◆ INSTRUCTIONS TO FOLLOW:
Beginning with the first line of the data below, reproduce every line unchanged, ending with the line that holds "token. The storefront".

◆ MATERIAL FOR THIS EXERCISE:
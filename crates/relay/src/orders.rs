//! Server-to-server order confirmation client.
//!
//! After the webhook verifies an approved payment with the provider, the
//! outcome is forwarded to the order API with a service token. The storefront
//! client reconciles the same outcome on redirect; the order API treats
//! whichever arrives first as authoritative and ignores repeats.

use rust_decimal::Decimal;
use rust_decimal::prelude::FromPrimitive;
use secrecy::SecretString;
use serde::Serialize;
use url::Url;

use lapacho_core::{OrderId, PaymentStatus};

use crate::config::{RelayConfig, bearer};
use crate::error::RelayError;
use crate::provider::ProviderPayment;

/// Payment outcome forwarded to the order API.
#[derive(Debug, Clone, Serialize)]
#[serde(rename_all = "camelCase")]
pub struct PaymentConfirmation {
    pub order_id: OrderId,
    pub payment_id: i64,
    pub status: PaymentStatus,
    #[serde(skip_serializing_if = "Option::is_none")]
    pub amount: Option<Decimal>,
}

impl PaymentConfirmation {
    /// Build a confirmation from a verified provider payment.
    ///
    /// Returns `None` when the payment carries no usable order reference.
    #[must_use]
    pub fn from_payment(payment: &ProviderPayment) -> Option<Self> {
        let order_id = payment
            .external_reference
            .as_deref()
            .and_then(|reference| reference.parse::<i64>().ok())
            .map(OrderId::new)?;
        Some(Self {
            order_id,
            payment_id: payment.id,
            status: payment.status.into_payment_status(),
            amount: payment.transaction_amount.and_then(Decimal::from_f64),
        })
    }
}

/// Client that posts payment confirmations to the order API.
#[derive(Clone)]
pub struct OrderConfirmer {
    client: reqwest::Client,
    base_url: Url,
    token: SecretString,
}

impl OrderConfirmer {
    /// Create a new confirmer from the relay configuration.
    #[must_use]
    pub fn new(config: &RelayConfig) -> Self {
        Self {
            client: reqwest::Client::new(),
            base_url: config.order_api_base_url.clone(),
            token: config.order_api_token.clone(),
        }
    }

    /// Post a payment confirmation to the order API.
    ///
    /// # Errors
    ///
    /// Returns `RelayError::OrderApi` on network failure or rejection.
    pub async fn confirm(&self, confirmation: &PaymentConfirmation) -> Result<(), RelayError> {
        let url = self
            .base_url
            .join("payments/confirm")
            .map_err(|err| RelayError::Internal(format!("bad confirm endpoint: {err}")))?;

        let response = self
            .client
            .post(url)
            .header("Authorization", bearer(&self.token))
            .json(confirmation)
            .send()
            .await
            .map_err(|err| RelayError::OrderApi(err.to_string()))?;

        let status = response.status();
        if status.is_success() {
            tracing::info!(
                order_id = %confirmation.order_id,
                payment_id = confirmation.payment_id,
                status = ?confirmation.status,
                "Payment confirmation delivered"
            );
            Ok(())
        } else {
            let body = response.text().await.unwrap_or_default();
            Err(RelayError::OrderApi(format!(
                "confirmation rejected ({status}): {body}"
            )))
        }
    }
}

◆ ANSWER BOX:
filename crates/relay/src/orders.rs
//! Server-to-server order confirmation client.
//!
//! After the webhook verifies an approved payment with the provider, the
//! outcome is forwarded to the order API with a service token. The storefront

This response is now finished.